▶ **Data records**:
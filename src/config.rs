/// Static game configuration.
///
/// `GameConfig::default()` is the reference instance. A RON file can
/// override any part of it; omitted sections keep their defaults.

use std::path::Path;
use std::sync::Arc;

use serde::Deserialize;

use crate::dungeon::{TileMap, REFERENCE_LAYOUT};
use crate::error::ConfigError;
use crate::weapon::WeaponSpec;

#[derive(Clone, Debug, PartialEq, Deserialize)]
#[serde(default)]
pub struct ScreenConfig {
    pub width: f32,
    pub height: f32,
}

impl Default for ScreenConfig {
    fn default() -> Self {
        ScreenConfig {
            width: 800.0,
            height: 700.0,
        }
    }
}

#[derive(Clone, Debug, PartialEq, Deserialize)]
#[serde(default)]
pub struct PlayerConfig {
    /// Top-left of the player's box at session start.
    pub start: [f32; 2],
    pub size: f32,
    /// World units per tick, per held direction.
    pub speed: f32,
    pub max_health: i32,
}

impl Default for PlayerConfig {
    fn default() -> Self {
        PlayerConfig {
            start: [256.0, 256.0],
            size: 50.0,
            speed: 5.0,
            max_health: 100,
        }
    }
}

#[derive(Clone, Debug, PartialEq, Deserialize)]
#[serde(default)]
pub struct EnemyConfig {
    pub health: i32,
    pub speed: f32,
    pub size: f32,
    pub contact_damage: i32,
}

impl Default for EnemyConfig {
    fn default() -> Self {
        EnemyConfig {
            health: 100,
            speed: 3.0,
            size: 64.0,
            contact_damage: 10,
        }
    }
}

/// Where an enemy waits and how long after session start it wakes.
#[derive(Clone, Debug, PartialEq, Deserialize)]
pub struct SpawnPoint {
    pub x: f32,
    pub y: f32,
    /// Seconds.
    pub delay: f64,
}

#[derive(Clone, Debug, PartialEq, Deserialize)]
#[serde(default)]
pub struct KeyBindings {
    pub reload: char,
    pub switch_weapon: char,
    /// Only honoured while the game is over.
    pub restart: char,
}

impl Default for KeyBindings {
    fn default() -> Self {
        KeyBindings {
            reload: 'r',
            switch_weapon: 'q',
            restart: 'r',
        }
    }
}

#[derive(Clone, Debug, PartialEq, Deserialize)]
#[serde(default)]
pub struct GameConfig {
    pub screen: ScreenConfig,
    pub tile_size: f32,
    /// Ticks per second.
    pub frame_rate: u32,
    pub camera_smoothing: f32,
    pub player: PlayerConfig,
    pub enemy: EnemyConfig,
    pub spawns: Vec<SpawnPoint>,
    pub weapons: Vec<WeaponSpec>,
    pub keys: KeyBindings,
    /// Rows of 0 (floor) and 1 (wall).
    pub tile_map: Vec<Vec<u8>>,
}

impl Default for GameConfig {
    fn default() -> Self {
        GameConfig {
            screen: ScreenConfig::default(),
            tile_size: 128.0,
            frame_rate: 60,
            camera_smoothing: 0.1,
            player: PlayerConfig::default(),
            enemy: EnemyConfig::default(),
            spawns: vec![SpawnPoint {
                x: 400.0,
                y: 300.0,
                delay: 3.0,
            }],
            weapons: WeaponSpec::reference_catalog(),
            keys: KeyBindings::default(),
            tile_map: REFERENCE_LAYOUT.iter().map(|row| row.to_vec()).collect(),
        }
    }
}

impl GameConfig {
    pub fn from_ron_str(source: &str) -> Result<GameConfig, ConfigError> {
        let config: GameConfig = ron::from_str(source)?;
        config.validate()?;
        Ok(config)
    }

    pub fn load(path: impl AsRef<Path>) -> Result<GameConfig, ConfigError> {
        let source = std::fs::read_to_string(path)?;
        GameConfig::from_ron_str(&source)
    }

    pub fn build_map(&self) -> Result<TileMap, ConfigError> {
        Ok(TileMap::from_rows(&self.tile_map, self.tile_size)?)
    }

    /// Catalog entries wrapped for sharing between players.
    pub fn catalog(&self) -> Vec<Arc<WeaponSpec>> {
        self.weapons.iter().cloned().map(Arc::new).collect()
    }

    pub fn validate(&self) -> Result<(), ConfigError> {
        let invalid = |msg: &str| Err(ConfigError::Invalid(msg.to_string()));

        if !positive(self.screen.width) || !positive(self.screen.height) {
            return invalid("screen dimensions must be positive");
        }
        if !positive(self.tile_size) {
            return invalid("tile_size must be positive");
        }
        if self.frame_rate == 0 {
            return invalid("frame_rate must be positive");
        }
        if !positive(self.camera_smoothing) || self.camera_smoothing > 1.0 {
            return invalid("camera_smoothing must be in (0, 1]");
        }
        if !positive(self.player.size) || !positive(self.player.speed) || self.player.max_health <= 0 {
            return invalid("player size, speed and max_health must be positive");
        }
        if !positive(self.enemy.size) || !positive(self.enemy.speed) || self.enemy.health <= 0 {
            return invalid("enemy size, speed and health must be positive");
        }
        if self.weapons.is_empty() {
            return invalid("weapon catalog is empty");
        }
        for weapon in &self.weapons {
            if !non_negative(weapon.fire_interval)
                || !non_negative(weapon.spread)
                || !non_negative(weapon.scale)
                || !positive(weapon.bullet_speed)
                || weapon.reload_time.is_nan()
            {
                return Err(ConfigError::Invalid(format!(
                    "weapon {} has a negative or NaN interval, spread or scale, or a bad bullet speed or reload time",
                    weapon.name
                )));
            }
        }

        for spawn in &self.spawns {
            if !spawn.x.is_finite() || !spawn.y.is_finite() || spawn.delay.is_nan() {
                return invalid("spawn points need finite coordinates and a delay");
            }
        }

        let map = self.build_map()?;
        let [x, y] = self.player.start;
        if !map.can_occupy(x, y, self.player.size, self.player.size) {
            return invalid("player start overlaps a wall");
        }
        Ok(())
    }
}

/// False for NaN as well as for zero and negatives.
fn positive<T: Into<f64>>(value: T) -> bool {
    value.into() > 0.0
}

fn non_negative<T: Into<f64>>(value: T) -> bool {
    value.into() >= 0.0
}
use dungeon_shooter::camera::Camera;
use glam::Vec2;

fn viewport() -> Vec2 {
    Vec2::new(800.0, 700.0)
}

fn world() -> Vec2 {
    Vec2::new(14.0 * 128.0, 9.0 * 128.0)
}

#[test]
fn desired_offset_centers_the_focus() {
    let desired = Camera::desired_offset(Vec2::new(900.0, 600.0), viewport(), world());
    assert_eq!(desired, Vec2::new(500.0, 250.0));
}

#[test]
fn desired_offset_clamps_at_every_edge() {
    let low = Camera::desired_offset(Vec2::new(10.0, 10.0), viewport(), world());
    assert_eq!(low, Vec2::ZERO);

    let high = Camera::desired_offset(Vec2::new(1780.0, 1140.0), viewport(), world());
    assert_eq!(high, world() - viewport());
}

#[test]
fn world_smaller_than_viewport_pins_to_origin() {
    let tiny = Vec2::new(300.0, 200.0);
    let desired = Camera::desired_offset(Vec2::new(150.0, 100.0), viewport(), tiny);
    assert_eq!(desired, Vec2::ZERO);
}

#[test]
fn retarget_moves_a_fraction_of_the_way() {
    let mut camera = Camera::new(0.1);
    camera.retarget(Vec2::new(900.0, 600.0), viewport(), world());
    assert!((camera.offset - Vec2::new(50.0, 25.0)).length() < 1e-4);
}

#[test]
fn retarget_settles_without_overshooting_the_bound() {
    let mut camera = Camera::new(0.1);
    let focus = Vec2::new(1780.0, 1140.0);
    let bound = world() - viewport();

    let mut previous = camera.offset;
    for _ in 0..300 {
        camera.retarget(focus, viewport(), world());
        assert!(camera.offset.x <= bound.x && camera.offset.y <= bound.y);
        assert!(camera.offset.x >= previous.x && camera.offset.y >= previous.y);
        previous = camera.offset;
    }
    assert!((camera.offset - bound).length() < 0.01);
}

#[test]
fn full_smoothing_reaches_target_in_one_tick() {
    let mut camera = Camera::new(1.0);
    camera.retarget(Vec2::new(900.0, 600.0), viewport(), world());
    assert_eq!(camera.offset, Vec2::new(500.0, 250.0));
}

#[test]
fn screen_world_round_trip() {
    let mut camera = Camera::new(0.5);
    camera.offset = Vec2::new(120.0, 40.0);
    let world_point = Vec2::new(500.0, 300.0);
    assert_eq!(camera.world_to_screen(world_point), Vec2::new(380.0, 260.0));
    assert_eq!(camera.screen_to_world(Vec2::new(380.0, 260.0)), world_point);
}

▶ **Prompt**: Work out how many lines in this material include the word "source", and reply with that number alone.

▶ **Finished exercise**: 4